Marcela Assanah,1 Richard Lochhead,2 Alfred Ogden,2 Jeffrey Bruce,2 James Goldman,1,3 and Peter Canoll1

Departments of 1Pathology and 2Neurological Surgery, and 3Center for Neurobiology and Behavior, Columbia University, New York, New York 10032

Correspondence should be addressed to Dr. Peter Canoll, Department of Pathology, Columbia University, 630 West 168th Street, New York, NY 10032. Email: pc561{at}columbia.edu

To test the gliomagenic potential of adult glial progenitors, we infected adult rat white matter with a retrovirus that expresses high levels of PDGF and green fluorescent protein (GFP).
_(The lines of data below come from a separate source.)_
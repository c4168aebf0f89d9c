//! Command-line interface wiring for the `wordy` binary.
//!
//! This module owns the clap definitions and delegates execution to one
//! submodule per command. Handlers take their input and output streams
//! explicitly so the interactive prompts can be driven from tests.

use std::io::{self, BufRead, Write};

use anyhow::Result;
use clap::{Parser, Subcommand};

pub mod add;
pub mod common;
pub mod logging;
pub mod remove;
pub mod search;
pub mod utils;

const ROOT_ABOUT: &str = "\
Wordy is a personal collection of words that you find interesting or useful in writing.
It helps you keep track of the words you add, filter through the existing words, and
tag the words to separate them into different categories.";

/// Parsed CLI entrypoint for the `wordy` binary.
#[derive(Parser, Debug)]
#[command(
    name = "wordy",
    version,
    about = "Personal collection of interesting words",
    long_about = ROOT_ABOUT,
    arg_required_else_help = true
)]
pub struct Cli {
    /// Print debug logs to stderr.
    #[arg(short, long, global = true)]
    pub verbose: bool,

    /// Command to execute.
    #[command(subcommand)]
    pub command: Command,
}

/// Commands made available to end users.
#[derive(Subcommand, Debug)]
pub enum Command {
    /// Add a new word.
    Add(add::AddArgs),
    /// Search existing words.
    Search(search::SearchArgs),
    /// Remove an existing word.
    Remove(remove::RemoveArgs),
}

/// Execute the requested command against the process stdin/stdout.
pub fn run(cli: Cli) -> Result<()> {
    let stdin = io::stdin();
    let mut input = stdin.lock();
    let mut output = io::stdout().lock();
    dispatch(cli.command, &mut input, &mut output)
}

/// Execute a command with explicit streams.
pub fn dispatch<R: BufRead, W: Write>(command: Command, input: &mut R, output: &mut W) -> Result<()> {
    match command {
        Command::Add(args) => add::handle(args, input, output),
        Command::Search(args) => search::handle(args, output),
        Command::Remove(args) => remove::handle(args, input, output),
    }
}
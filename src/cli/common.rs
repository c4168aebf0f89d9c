//! Shared clap helper types for CLI commands.

use std::path::PathBuf;

use clap::{Args, ValueEnum};
use wordy::{Config, DEFAULT_STORE_PATH, RecordFormat};

/// Record formats accepted by `--format`.
#[derive(ValueEnum, Debug, Clone, Copy)]
pub enum FormatArg {
    /// Three lines per word: word, description, comma-joined tags.
    Lines,
    /// One JSON object per line.
    Jsonl,
}

impl From<FormatArg> for RecordFormat {
    fn from(value: FormatArg) -> RecordFormat {
        match value {
            FormatArg::Lines => RecordFormat::Lines,
            FormatArg::Jsonl => RecordFormat::Jsonl,
        }
    }
}

/// Word file selection shared by every command.
#[derive(Args, Debug, Clone)]
pub struct StoreArgs {
    /// File to save to.
    #[arg(short = 'f', long = "file", default_value = DEFAULT_STORE_PATH)]
    pub file: PathBuf,
    /// On-disk record format of the file.
    #[arg(long, default_value_t = FormatArg::Lines, value_enum)]
    pub format: FormatArg,
}

impl StoreArgs {
    pub fn config(&self) -> Config {
        Config::new(self.file.clone(), self.format.into())
    }
}
//! Diagnostic logging for the binary. Everything goes to stderr so prompts
//! and results on stdout stay clean.

use tracing_subscriber::EnvFilter;

/// Install the global subscriber. `RUST_LOG` wins unless `--verbose` is set.
pub fn init(verbose: bool) {
    let filter = if verbose {
        EnvFilter::new("debug")
    } else {
        EnvFilter::try_from_default_env().unwrap_or_else(|_| EnvFilter::new("warn"))
    };
    let _ = tracing_subscriber::fmt()
        .with_env_filter(filter)
        .with_writer(std::io::stderr)
        .with_target(false)
        .try_init();
}
use std::fmt;
use std::sync::Arc;
use std::time::Duration;

use tracing::info;

use crate::error::{Error, Result};
use crate::proxy::connection::{Connection, Incoming};
use crate::proxy::connector::Connector;
use crate::proxy::latch::{Latch, LatchWatch};
use crate::proxy::target::Target;

/// Execution context shared by every bridge on a listener.
///
/// Holds the outbound connector, the bound on each connect and a stop
/// signal. Whoever assembles the
/// bridges owns its lifecycle; cloning hands out another handle to the same
/// context.
#[derive(Clone)]
pub struct Context {
    connector: Arc<dyn Connector>,
    connect_timeout: Duration,
    stopped: Latch,
}

impl Context {
    pub fn start(connector: Arc<dyn Connector>, connect_timeout: Duration) -> Self {
        info!(?connect_timeout, "execution context started");
        Self {
            connector,
            connect_timeout,
            stopped: Latch::new(),
        }
    }

    /// Stop the context. Returns `true` only for the call that stopped it.
    pub fn stop(&self) -> bool {
        let stopped = self.stopped.fire();
        if stopped {
            info!("execution context stopped");
        }
        stopped
    }

    pub fn is_stopped(&self) -> bool {
        self.stopped.is_set()
    }

    pub fn stopped(&self) -> LatchWatch {
        self.stopped.watch()
    }

    /// Open an outbound connection to `target`, giving up after the
    /// context's connect timeout.
    pub async fn connect(&self, target: &Target) -> Result<(Connection, Incoming)> {
        let stream = tokio::time::timeout(self.connect_timeout, self.connector.connect(target))
            .await
            .map_err(|_| Error::ConnectTimeout {
                target: target.to_string(),
                timeout: self.connect_timeout,
            })??;
        Ok(Connection::open(stream, target.to_string()))
    }
}

impl fmt::Debug for Context {
    fn fmt(&self, f: &mut fmt::Formatter<'_>) -> fmt::Result {
        f.debug_struct("Context")
            .field("connect_timeout", &self.connect_timeout)
            .field("stopped", &self.stopped.is_set())
            .finish()
    }
}

#[cfg(test)]
mod tests {
    use super::*;
    use crate::proxy::testing::MockConnector;

    const TIMEOUT: Duration = Duration::from_secs(5);

    #[tokio::test]
    async fn stop_happens_once() {
        let (connector, _upstream) = MockConnector::with_upstream();
        let ctx = Context::start(connector, TIMEOUT);
        let other = ctx.clone();

        assert!(!ctx.is_stopped());
        assert!(other.stop());
        assert!(!ctx.stop());
        assert!(ctx.is_stopped());
        ctx.stopped().wait().await;
    }

    #[tokio::test]
    async fn connect_goes_through_connector() {
        let (connector, _upstream) = MockConnector::with_upstream();
        let ctx = Context::start(connector.clone(), TIMEOUT);

        let (conn, _incoming) = ctx.connect(&Target::new("example.com", 80)).await.unwrap();
        assert_eq!(conn.label(), "example.com:80");
        assert_eq!(connector.attempts(), vec![Target::new("example.com", 80)]);
    }

    #[tokio::test(start_paused = true)]
    async fn slow_connect_times_out() {
        let (connector, _upstream, _release) = MockConnector::gated();
        let ctx = Context::start(connector.clone(), TIMEOUT);

        let started = tokio::time::Instant::now();
        let err = ctx
            .connect(&Target::new("example.com", 80))
            .await
            .err()
            .unwrap();

        assert!(
            matches!(err, Error::ConnectTimeout { timeout, .. } if timeout == TIMEOUT),
            "{err}"
        );
        assert!(started.elapsed() >= TIMEOUT);
        assert_eq!(connector.attempts().len(), 1);
    }
}
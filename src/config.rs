use std::env;
use std::net::SocketAddr;
use std::time::Duration;

use crate::error::{Error, Result};
use crate::proxy::target::ProxyTarget;

#[derive(Debug, Clone)]
pub struct Config {
    pub listen_addr: SocketAddr,
    pub proxy: ProxyTarget,
    pub connect_timeout: Duration,
    pub max_pending_bytes: usize,
    pub single_client: bool,
    pub log_format: LogFormat,
}

#[derive(Debug, Clone, PartialEq)]
pub enum LogFormat {
    Json,
    Pretty,
}

impl Config {
    pub fn from_env() -> Result<Self> {
        Self::from_lookup(|key| env::var(key).ok())
    }

    fn from_lookup(lookup: impl Fn(&str) -> Option<String>) -> Result<Self> {
        let listen_addr: SocketAddr = lookup("LISTEN_ADDR")
            .unwrap_or_else(|| "0.0.0.0:8080".into())
            .parse()
            .map_err(|e| Error::Config(format!("invalid LISTEN_ADDR: {e}")))?;

        let proxy_host = lookup("PROXY_HOST");
        if proxy_host.as_deref().is_some_and(|host| host.trim().is_empty()) {
            return Err(Error::Config("PROXY_HOST must not be empty".into()));
        }

        let proxy_port = match lookup("PROXY_PORT") {
            Some(raw) => {
                let port: u16 = raw
                    .parse()
                    .map_err(|e| Error::Config(format!("invalid PROXY_PORT: {e}")))?;
                if port == 0 {
                    return Err(Error::Config("PROXY_PORT must be non-zero".into()));
                }
                if proxy_host.is_none() {
                    return Err(Error::Config(
                        "PROXY_PORT is set but PROXY_HOST is not".into(),
                    ));
                }
                Some(port)
            }
            None => None,
        };

        let connect_timeout_secs: u64 = lookup("CONNECT_TIMEOUT_SECS")
            .unwrap_or_else(|| "10".into())
            .parse()
            .map_err(|e| Error::Config(format!("invalid CONNECT_TIMEOUT_SECS: {e}")))?;

        if connect_timeout_secs == 0 {
            return Err(Error::Config(
                "CONNECT_TIMEOUT_SECS must be greater than zero".into(),
            ));
        }

        let max_pending_bytes: usize = lookup("MAX_PENDING_BYTES")
            .unwrap_or_else(|| "1048576".into())
            .parse()
            .map_err(|e| Error::Config(format!("invalid MAX_PENDING_BYTES: {e}")))?;

        let single_client = match lookup("SINGLE_CLIENT")
            .unwrap_or_else(|| "false".into())
            .to_lowercase()
            .as_str()
        {
            "true" | "1" => true,
            "false" | "0" => false,
            other => {
                return Err(Error::Config(format!(
                    "invalid SINGLE_CLIENT '{other}': must be 'true' or 'false'"
                )))
            }
        };

        let log_format = match lookup("LOG_FORMAT")
            .unwrap_or_else(|| "json".into())
            .to_lowercase()
            .as_str()
        {
            "json" => LogFormat::Json,
            "pretty" => LogFormat::Pretty,
            other => {
                return Err(Error::Config(format!(
                    "invalid LOG_FORMAT '{other}': must be 'json' or 'pretty'"
                )))
            }
        };

        Ok(Config {
            listen_addr,
            proxy: ProxyTarget {
                host: proxy_host.map(|host| host.trim().to_string()),
                port: proxy_port,
            },
            connect_timeout: Duration::from_secs(connect_timeout_secs),
            max_pending_bytes,
            single_client,
            log_format,
        })
    }
}
//! In-memory streams and connectors for exercising bridges without sockets.

use std::collections::VecDeque;
use std::io;
use std::pin::Pin;
use std::sync::{Arc, Mutex};
use std::task::{Context as TaskContext, Poll, Waker};
use std::time::Duration;

use async_trait::async_trait;
use bytes::Bytes;
use tokio::io::{AsyncRead, AsyncWrite, ReadBuf};
use tokio::sync::{mpsc, oneshot};

use crate::error::{Error, Result};
use crate::proxy::connection::ByteStream;
use crate::proxy::connector::Connector;
use crate::proxy::target::Target;

#[derive(Default)]
struct StreamLog {
    writes: Vec<Bytes>,
    shutdowns: usize,
    reads: usize,
    stalled: bool,
    blocked_writer: Option<Waker>,
}

/// Stream whose reads are fed chunk by chunk from a [`MockPeer`] and whose
/// writes are recorded one entry per `poll_write`.
pub struct MockStream {
    chunks: mpsc::UnboundedReceiver<Bytes>,
    leftover: Bytes,
    log: Arc<Mutex<StreamLog>>,
}

/// Far end of a [`MockStream`].
pub struct MockPeer {
    tx: Option<mpsc::UnboundedSender<Bytes>>,
    log: Arc<Mutex<StreamLog>>,
}

pub fn mock_pair() -> (MockStream, MockPeer) {
    let (tx, rx) = mpsc::unbounded_channel();
    let log = Arc::new(Mutex::new(StreamLog::default()));
    let stream = MockStream {
        chunks: rx,
        leftover: Bytes::new(),
        log: log.clone(),
    };
    let peer = MockPeer { tx: Some(tx), log };
    (stream, peer)
}

impl MockPeer {
    /// Deliver one chunk to the stream's reader.
    pub fn send(&self, data: &[u8]) {
        assert!(!data.is_empty(), "empty chunks read as end of stream");
        if let Some(ref tx) = self.tx {
            let _ = tx.send(Bytes::copy_from_slice(data));
        }
    }

    /// End of stream for the reader once buffered chunks are consumed.
    pub fn hang_up(&mut self) {
        self.tx.take();
    }

    pub fn writes(&self) -> Vec<Bytes> {
        self.log.lock().unwrap().writes.clone()
    }

    pub fn shutdowns(&self) -> usize {
        self.log.lock().unwrap().shutdowns
    }

    /// Chunks the stream's reader has consumed so far.
    pub fn reads(&self) -> usize {
        self.log.lock().unwrap().reads
    }

    /// Make every write on the stream pend until [`MockPeer::resume_writes`].
    pub fn stall_writes(&self) {
        self.log.lock().unwrap().stalled = true;
    }

    pub fn resume_writes(&self) {
        let mut log = self.log.lock().unwrap();
        log.stalled = false;
        if let Some(waker) = log.blocked_writer.take() {
            waker.wake();
        }
    }
}

impl AsyncRead for MockStream {
    fn poll_read(
        mut self: Pin<&mut Self>,
        cx: &mut TaskContext<'_>,
        buf: &mut ReadBuf<'_>,
    ) -> Poll<io::Result<()>> {
        if self.leftover.is_empty() {
            match self.chunks.poll_recv(cx) {
                Poll::Ready(Some(chunk)) => {
                    self.log.lock().unwrap().reads += 1;
                    self.leftover = chunk;
                }
                Poll::Ready(None) => return Poll::Ready(Ok(())),
                Poll::Pending => return Poll::Pending,
            }
        }
        let n = buf.remaining().min(self.leftover.len());
        let chunk = self.leftover.split_to(n);
        buf.put_slice(&chunk);
        Poll::Ready(Ok(()))
    }
}

impl AsyncWrite for MockStream {
    fn poll_write(
        self: Pin<&mut Self>,
        cx: &mut TaskContext<'_>,
        buf: &[u8],
    ) -> Poll<io::Result<usize>> {
        let mut log = self.log.lock().unwrap();
        if log.stalled {
            log.blocked_writer = Some(cx.waker().clone());
            return Poll::Pending;
        }
        log.writes.push(Bytes::copy_from_slice(buf));
        Poll::Ready(Ok(buf.len()))
    }

    fn poll_flush(self: Pin<&mut Self>, _cx: &mut TaskContext<'_>) -> Poll<io::Result<()>> {
        Poll::Ready(Ok(()))
    }

    fn poll_shutdown(self: Pin<&mut Self>, _cx: &mut TaskContext<'_>) -> Poll<io::Result<()>> {
        self.log.lock().unwrap().shutdowns += 1;
        Poll::Ready(Ok(()))
    }
}

/// Connector handing out pre-built [`MockStream`]s in order.
#[derive(Default)]
pub struct MockConnector {
    streams: Mutex<VecDeque<MockStream>>,
    attempts: Mutex<Vec<Target>>,
    gate: Mutex<Option<oneshot::Receiver<()>>>,
    refuse: bool,
}

impl MockConnector {
    /// Connector with one upstream stream ready; returns the upstream's peer.
    pub fn with_upstream() -> (Arc<Self>, MockPeer) {
        let (stream, peer) = mock_pair();
        let connector = Self {
            streams: Mutex::new(VecDeque::from([stream])),
            ..Default::default()
        };
        (Arc::new(connector), peer)
    }

    /// Like [`MockConnector::with_upstream`] but the first connect stays
    /// pending until the returned sender fires.
    pub fn gated() -> (Arc<Self>, MockPeer, oneshot::Sender<()>) {
        let (stream, peer) = mock_pair();
        let (release, gate) = oneshot::channel();
        let connector = Self {
            streams: Mutex::new(VecDeque::from([stream])),
            gate: Mutex::new(Some(gate)),
            ..Default::default()
        };
        (Arc::new(connector), peer, release)
    }

    pub fn refusing() -> Arc<Self> {
        Arc::new(Self {
            refuse: true,
            ..Default::default()
        })
    }

    pub fn attempts(&self) -> Vec<Target> {
        self.attempts.lock().unwrap().clone()
    }
}

#[async_trait]
impl Connector for MockConnector {
    async fn connect(&self, target: &Target) -> Result<Box<dyn ByteStream>> {
        self.attempts.lock().unwrap().push(target.clone());

        let gate = self.gate.lock().unwrap().take();
        if let Some(gate) = gate {
            let _ = gate.await;
        }

        if self.refuse {
            return Err(Error::Connect {
                target: target.to_string(),
                source: io::ErrorKind::ConnectionRefused.into(),
            });
        }

        let stream = self.streams.lock().unwrap().pop_front().ok_or_else(|| Error::Connect {
            target: target.to_string(),
            source: io::ErrorKind::AddrNotAvailable.into(),
        })?;
        Ok(Box::new(stream))
    }
}

/// Poll `cond` until it holds, failing the test after two seconds.
pub async fn wait_until(mut cond: impl FnMut() -> bool) {
    tokio::time::timeout(Duration::from_secs(2), async {
        while !cond() {
            tokio::time::sleep(Duration::from_millis(5)).await;
        }
    })
    .await
    .expect("condition not reached in time");
}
Tumors that closely resembled human glioblastomas formed in 100% of the animals by 14 d postinfection. Surprisingly, the tumors were composed of a heterogeneous population of cells, <20% of which expressed the retroviral reporter gene (GFP). The vast majority of both GFP+ and GFP– tumor cells expressed markers of glial progenitors. Thus, the tumors arose from the massive expansion of both infected and uninfected glial progenitors, suggesting that PDGF was driving tumor formation via autocrine and paracrine stimulation of glial progenitor cells. To explore this possibility further, we coinjected a retrovirus expressing PDGF-IRES-DsRed with a control retrovirus expressing only GFP. The resulting tumors contained a mixture of red cells (PDGF-expressing/tumor-initiating cells) and green cells (recruited progenitors). Both populations were highly proliferative and infiltrative. In contrast, when the control GFP retrovirus was injected alone, the animals never formed tumors and the majority of infected cells differentiated along the oligodendrocyte lineage. Together, these results reveal that adult white matter progenitors not only have the capacity to give rise to gliomas, but resident progenitors are recruited to proliferate within the mitogenic environment of the tumor and in this way contribute significantly to the heterogeneous mass of cells that compose a malignant glioma.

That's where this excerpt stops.